▶ **The task**
Retype exactly the lines from the one holding "if key.kind != KeyEventKind::Press" through the final line of the data, both included.
--- Information given Enclosed Below ---
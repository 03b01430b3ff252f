//! Cadastre console - terminal administration for a land-registry office
//!
//! A Ratatui-based TUI for browsing and editing parcels, property titles,
//! transactions, site-visit reports and user accounts through the registry
//! REST API.

mod api;
mod app;
mod config;
mod hosts;
mod platform;
mod state;
mod ui;

use anyhow::Result;
use api::RegistryClient;
use app::App;
use config::ConsoleConfig;
use crossterm::{
    event::{self, Event, KeyCode, KeyEventKind, KeyModifiers},
    execute,
    terminal::{disable_raw_mode, enable_raw_mode, EnterAlternateScreen, LeaveAlternateScreen},
};
use ratatui::{backend::CrosstermBackend, Terminal};
use std::io;
use std::sync::Arc;
use std::time::Duration;
use tracing_subscriber::{layer::SubscriberExt, util::SubscriberInitExt};

#[tokio::main]
async fn main() -> Result<()> {
    // Initialize logging
    tracing_subscriber::registry()
        .with(
            tracing_subscriber::EnvFilter::try_from_default_env()
                .unwrap_or_else(|_| "cadastre_console=info".into()),
        )
        .with(tracing_subscriber::fmt::layer().with_writer(io::stderr))
        .init();

    ConsoleConfig::init_file()?;
    let config = ConsoleConfig::load()?;
    tracing::info!("Using registry at {}", config.api_url());
    let session = config.session();
    let client = RegistryClient::new(config, session)?;

    let mut app = App::new(Arc::new(client));
    app.refresh().await;

    // Setup terminal
    enable_raw_mode()?;
    let mut stdout = io::stdout();
    execute!(stdout, EnterAlternateScreen)?;
    let backend = CrosstermBackend::new(stdout);
    let mut terminal = Terminal::new(backend)?;

    let result = run_app(&mut terminal, &mut app).await;

    // Restore terminal
    disable_raw_mode()?;
    execute!(terminal.backend_mut(), LeaveAlternateScreen)?;
    terminal.show_cursor()?;

    // Handle any errors
    if let Err(err) = result {
        eprintln!("Error: {err:?}");
        std::process::exit(1);
    }

    Ok(())
}

async fn run_app<B: ratatui::backend::Backend>(
    terminal: &mut Terminal<B>,
    app: &mut App,
) -> Result<()> {
    loop {
        // Apply submit answers before drawing
        app.poll_completions().await;

        terminal.draw(|frame| ui::draw(frame, app))?;

        if event::poll(Duration::from_millis(100))? {
            if let Event::Key(key) = event::read()? {
                if key.kind != KeyEventKind::Press {
                    continue;
                }
                // Global quit: Ctrl+C
                if key.code == KeyCode::Char('c') && key.modifiers.contains(KeyModifiers::CONTROL) {
                    return Ok(());
                }
                app.handle_key(key).await?;
            }
        }

        if app.should_quit() {
            return Ok(());
        }
    }
}
//! Registry REST collaborator

mod client;
mod error;
mod traits;

pub use client::RegistryClient;
pub use error::{ApiError, FALLBACK_MESSAGE};
#[cfg(test)]
pub use traits::MockRegistryApi;
pub use traits::RegistryApi;
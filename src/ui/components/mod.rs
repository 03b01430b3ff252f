//! Reusable UI components

mod button;
mod dialog;

pub use button::{render_sidebar_button, BUTTON_HEIGHT};
pub use dialog::render_confirm_delete;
--- End of Enclosed Information given ---
▶ **Written reply**
                if key.kind != KeyEventKind::Press {
                    continue;
                }
                // Global quit: Ctrl+C
                if key.code == KeyCode::Char('c') && key.modifiers.contains(KeyModifiers::CONTROL) {
                    return Ok(());
                }
                app.handle_key(key).await?;
            }
        }

        if app.should_quit() {
            return Ok(());
        }
    }
}
//! Registry REST collaborator

mod client;
mod error;
mod traits;

pub use client::RegistryClient;
pub use error::{ApiError, FALLBACK_MESSAGE};
#[cfg(test)]
pub use traits::MockRegistryApi;
pub use traits::RegistryApi;
filename src/ui/components/mod.rs
repository 03b01430b3ff252f
//! Reusable UI components

mod button;
mod dialog;

pub use button::{render_sidebar_button, BUTTON_HEIGHT};
pub use dialog::render_confirm_delete;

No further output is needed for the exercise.